- **Recorded information**
//! Database operations for `task_records` and `task_intervals`.
//!
//! The Smartsheet webhook feeds these: a Start event opens an interval for a
//! task record, a Stop event closes it. Events are idempotent at this layer
//! so webhook redeliveries do not double-log time.

use chrono::{DateTime, Utc};
use sqlx::PgPool;

use crate::DbError;

/// A row from the `task_records` table.
#[derive(Debug, Clone, sqlx::FromRow)]
pub struct TaskRecordRow {
    pub id: i64,
    pub record_number: String,
    pub created_at: DateTime<Utc>,
}

/// A row from the `task_intervals` table.
///
/// `started_at` is null for stop-only intervals, recorded when a Stop event
/// arrived with no open interval to close.
#[derive(Debug, Clone, sqlx::FromRow)]
pub struct TaskIntervalRow {
    pub id: i64,
    pub task_record_id: i64,
    pub started_at: Option<DateTime<Utc>>,
    pub stopped_at: Option<DateTime<Utc>>,
    pub created_at: DateTime<Utc>,
}

/// What [`record_start`] did with the event.
#[derive(Debug, Clone, Copy, PartialEq, Eq)]
pub enum StartOutcome {
    /// A new interval was opened.
    Started,
    /// An open interval already existed; the event was ignored.
    AlreadyRunning,
}

/// What [`record_stop`] did with the event.
#[derive(Debug, Clone, Copy, PartialEq, Eq)]
pub enum StopOutcome {
    /// The open interval was closed.
    Closed,
    /// No open interval existed; a stop-only interval was recorded.
    StopOnly,
}

/// Fetches a task record by its sheet `Record #` value.
///
/// # Errors
///
/// Returns [`DbError::NotFound`] when no record exists for the number.
pub async fn get_task_record(pool: &PgPool, record_number: &str) -> Result<TaskRecordRow, DbError> {
    sqlx::query_as::<_, TaskRecordRow>(
        "SELECT id, record_number, created_at FROM task_records WHERE record_number = $1",
    )
    .bind(record_number)
    .fetch_optional(pool)
    .await?
    .ok_or(DbError::NotFound)
}

async fn upsert_task_record(pool: &PgPool, record_number: &str) -> Result<i64, DbError> {
    let id = sqlx::query_scalar::<_, i64>(
        "INSERT INTO task_records (record_number) VALUES ($1) \
         ON CONFLICT (record_number) DO UPDATE SET record_number = EXCLUDED.record_number \
         RETURNING id",
    )
    .bind(record_number)
    .fetch_one(pool)
    .await?;
    Ok(id)
}

/// Records a Start event for a task: opens an interval at `at` unless one is
/// already open for the record.
///
/// # Errors
///
/// Returns [`DbError::Sqlx`] if the insert fails.
pub async fn record_start(
    pool: &PgPool,
    record_number: &str,
    at: DateTime<Utc>,
) -> Result<StartOutcome, DbError> {
    let record_id = upsert_task_record(pool, record_number).await?;

    // The partial unique index on open intervals makes the insert lose the
    // race instead of creating a second one.
    let result = sqlx::query(
        "INSERT INTO task_intervals (task_record_id, started_at) \
         SELECT $1, $2 \
         WHERE NOT EXISTS ( \
             SELECT 1 FROM task_intervals \
             WHERE task_record_id = $1 AND started_at IS NOT NULL AND stopped_at IS NULL \
         ) \
         ON CONFLICT DO NOTHING",
    )
    .bind(record_id)
    .bind(at)
    .execute(pool)
    .await?;

    if result.rows_affected() == 0 {
        Ok(StartOutcome::AlreadyRunning)
    } else {
        Ok(StartOutcome::Started)
    }
}

/// Records a Stop event for a task: closes the open interval at `at`, or
/// writes a stop-only interval when nothing was running.
///
/// # Errors
///
/// Returns [`DbError::Sqlx`] if the update or insert fails.
pub async fn record_stop(
    pool: &PgPool,
    record_number: &str,
    at: DateTime<Utc>,
) -> Result<StopOutcome, DbError> {
    let record_id = upsert_task_record(pool, record_number).await?;

    let result = sqlx::query(
        "UPDATE task_intervals SET stopped_at = $2 \
         WHERE task_record_id = $1 AND started_at IS NOT NULL AND stopped_at IS NULL",
    )
    .bind(record_id)
    .bind(at)
    .execute(pool)
    .await?;

    if result.rows_affected() > 0 {
        return Ok(StopOutcome::Closed);
    }

    sqlx::query("INSERT INTO task_intervals (task_record_id, stopped_at) VALUES ($1, $2)")
        .bind(record_id)
        .bind(at)
        .execute(pool)
        .await?;

    Ok(StopOutcome::StopOnly)
}

/// Lists a record's intervals, oldest first.
///
/// # Errors
///
/// Returns [`DbError::NotFound`] when the record does not exist.
pub async fn list_intervals(
    pool: &PgPool,
    record_number: &str,
) -> Result<Vec<TaskIntervalRow>, DbError> {
    let record = get_task_record(pool, record_number).await?;
    let rows = sqlx::query_as::<_, TaskIntervalRow>(
        "SELECT id, task_record_id, started_at, stopped_at, created_at \
         FROM task_intervals WHERE task_record_id = $1 ORDER BY created_at, id",
    )
    .bind(record.id)
    .fetch_all(pool)
    .await?;
    Ok(rows)
}
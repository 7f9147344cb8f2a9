//! Batch writing: convert source records into row payloads and submit them
//! in chunks, accumulating failures without rolling back prior successes.

use std::collections::BTreeMap;

use serde::Serialize;

use tradesync_core::chunk::chunks;
use tradesync_core::{RecordKey, SourceRow, DELETION_MARKER};
use tradesync_smartsheet::types::{CellWrite, NewRow, RowUpdate};
use tradesync_smartsheet::ColumnIndex;

use crate::traits::SheetApi;

/// A record that could not be converted into a row payload. Schema drift is
/// reported, not fatal.
#[derive(Debug, Clone, Serialize, PartialEq, Eq)]
pub struct SkippedRow {
    pub key: RecordKey,
    pub reason: String,
}

/// A chunk submission that failed. Prior chunks' successes stand.
#[derive(Debug, Clone, Serialize)]
pub struct WriteError {
    pub sheet_id: i64,
    pub chunk_index: usize,
    pub rows: usize,
    pub message: String,
}

fn convert_cells(record: &SourceRow, index: &ColumnIndex) -> Vec<CellWrite> {
    // Attributes with no matching column are dropped; the destination schema
    // leads, the source projection follows.
    record
        .attributes
        .iter()
        .filter_map(|(title, value)| {
            index.get(title).map(|column_id| CellWrite {
                column_id,
                value: value.clone(),
            })
        })
        .collect()
}

/// Converts records into add-rows payloads. A record none of whose
/// attributes map to a column is skipped with a reason.
#[must_use]
pub fn to_new_rows(records: &[SourceRow], index: &ColumnIndex) -> (Vec<NewRow>, Vec<SkippedRow>) {
    let mut rows = Vec::with_capacity(records.len());
    let mut skipped = Vec::new();
    for record in records {
        let cells = convert_cells(record, index);
        if cells.is_empty() {
            skipped.push(SkippedRow {
                key: record.key.clone(),
                reason: "no attributes map to sheet columns".to_owned(),
            });
        } else {
            rows.push(NewRow::at_bottom(cells));
        }
    }
    (rows, skipped)
}

/// Converts records into update-rows payloads, resolving target row ids from
/// the identity map. Records without a destination row are skipped.
#[must_use]
pub fn to_row_updates(
    records: &[SourceRow],
    identities: &BTreeMap<RecordKey, i64>,
    index: &ColumnIndex,
) -> (Vec<RowUpdate>, Vec<SkippedRow>) {
    let mut rows = Vec::with_capacity(records.len());
    let mut skipped = Vec::new();
    for record in records {
        let Some(row_id) = identities.get(&record.key) else {
            skipped.push(SkippedRow {
                key: record.key.clone(),
                reason: "no destination row for key".to_owned(),
            });
            continue;
        };
        let cells = convert_cells(record, index);
        if cells.is_empty() {
            skipped.push(SkippedRow {
                key: record.key.clone(),
                reason: "no attributes map to sheet columns".to_owned(),
            });
        } else {
            rows.push(RowUpdate {
                id: *row_id,
                cells,
            });
        }
    }
    (rows, skipped)
}

/// Builds the soft-delete comment updates for confirmed-absent keys.
#[must_use]
pub fn deletion_marker_updates(
    rows: &BTreeMap<RecordKey, i64>,
    comment_column_id: i64,
) -> Vec<RowUpdate> {
    rows.values()
        .map(|row_id| RowUpdate {
            id: *row_id,
            cells: vec![CellWrite {
                column_id: comment_column_id,
                value: serde_json::Value::String(DELETION_MARKER.to_owned()),
            }],
        })
        .collect()
}

/// Submits add-rows payloads in chunks of `chunk_size`, sequentially.
///
/// Returns the number of rows written and the per-chunk failures. A failed
/// chunk does not stop subsequent chunks.
pub async fn submit_adds<D: SheetApi>(
    dest: &D,
    sheet_id: i64,
    rows: &[NewRow],
    chunk_size: usize,
) -> (usize, Vec<WriteError>) {
    let mut written = 0;
    let mut errors = Vec::new();
    for (chunk_index, chunk) in chunks(rows, chunk_size).enumerate() {
        match dest.add_rows(sheet_id, chunk).await {
            Ok(count) => written += count,
            Err(e) => {
                tracing::error!(
                    sheet_id,
                    chunk_index,
                    rows = chunk.len(),
                    error = %e,
                    "add-rows chunk failed"
                );
                errors.push(WriteError {
                    sheet_id,
                    chunk_index,
                    rows: chunk.len(),
                    message: e.to_string(),
                });
            }
        }
    }
    (written, errors)
}

/// Submits update-rows payloads in chunks of `chunk_size`, sequentially,
/// with the same failure accumulation as [`submit_adds`].
pub async fn submit_updates<D: SheetApi>(
    dest: &D,
    sheet_id: i64,
    rows: &[RowUpdate],
    chunk_size: usize,
) -> (usize, Vec<WriteError>) {
    let mut written = 0;
    let mut errors = Vec::new();
    for (chunk_index, chunk) in chunks(rows, chunk_size).enumerate() {
        match dest.update_rows(sheet_id, chunk).await {
            Ok(count) => written += count,
            Err(e) => {
                tracing::error!(
                    sheet_id,
                    chunk_index,
                    rows = chunk.len(),
                    error = %e,
                    "update-rows chunk failed"
                );
                errors.push(WriteError {
                    sheet_id,
                    chunk_index,
                    rows: chunk.len(),
                    message: e.to_string(),
                });
            }
        }
    }
    (written, errors)
}
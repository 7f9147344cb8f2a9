//! On-demand deletion-status scan: `GET /api/v1/scans/schedule-deletion`.

use axum::{
    extract::{Query, State},
    http::StatusCode,
    response::{IntoResponse, Response},
    Extension, Json,
};
use serde::Deserialize;

use tradesync_engine::{scan_sheet, ScanSummary};

use super::{map_engine_error, ApiError, ApiResponse, AppState, ResponseMeta};
use crate::middleware::RequestId;

#[derive(Debug, Deserialize)]
pub(super) struct ScanParams {
    /// Restrict the scan to one schedule id (spot check).
    schedule_id: Option<i64>,
    /// Override the configured active tracking sheet.
    active_sheet_id: Option<i64>,
    /// Override the configured archived tracking sheet.
    archived_sheet_id: Option<i64>,
}

pub(super) async fn schedule_deletion_scan(
    State(state): State<AppState>,
    Extension(req_id): Extension<RequestId>,
    Query(params): Query<ScanParams>,
) -> Response {
    let active = params.active_sheet_id.or(state.config.sheets.scan_active);
    let archived = params
        .archived_sheet_id
        .or(state.config.sheets.scan_archived);

    let sheet_ids: Vec<i64> = active.into_iter().chain(archived).collect();
    if sheet_ids.is_empty() {
        return ApiError::new(
            req_id.0,
            "bad_request",
            "no tracking sheet configured; pass active_sheet_id or set SCAN_ACTIVE_SHEET_ID",
        )
        .into_response();
    }

    let mut total = ScanSummary::default();
    for sheet_id in sheet_ids {
        match scan_sheet(
            state.simpro.as_ref(),
            state.smartsheet.as_ref(),
            sheet_id,
            params.schedule_id,
        )
        .await
        {
            Ok(summary) => total.merge(summary),
            Err(e) => return map_engine_error(req_id.0, &e).into_response(),
        }
    }

    (
        StatusCode::OK,
        Json(ApiResponse {
            data: total,
            meta: ResponseMeta::new(req_id.0),
        }),
    )
        .into_response()
}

- **Assignment**
Return the lines above that include the string "TaskRecordRow".

- **Solved exercise**
pub struct TaskRecordRow {
pub async fn get_task_record(pool: &PgPool, record_number: &str) -> Result<TaskRecordRow, DbError> {
    sqlx::query_as::<_, TaskRecordRow>(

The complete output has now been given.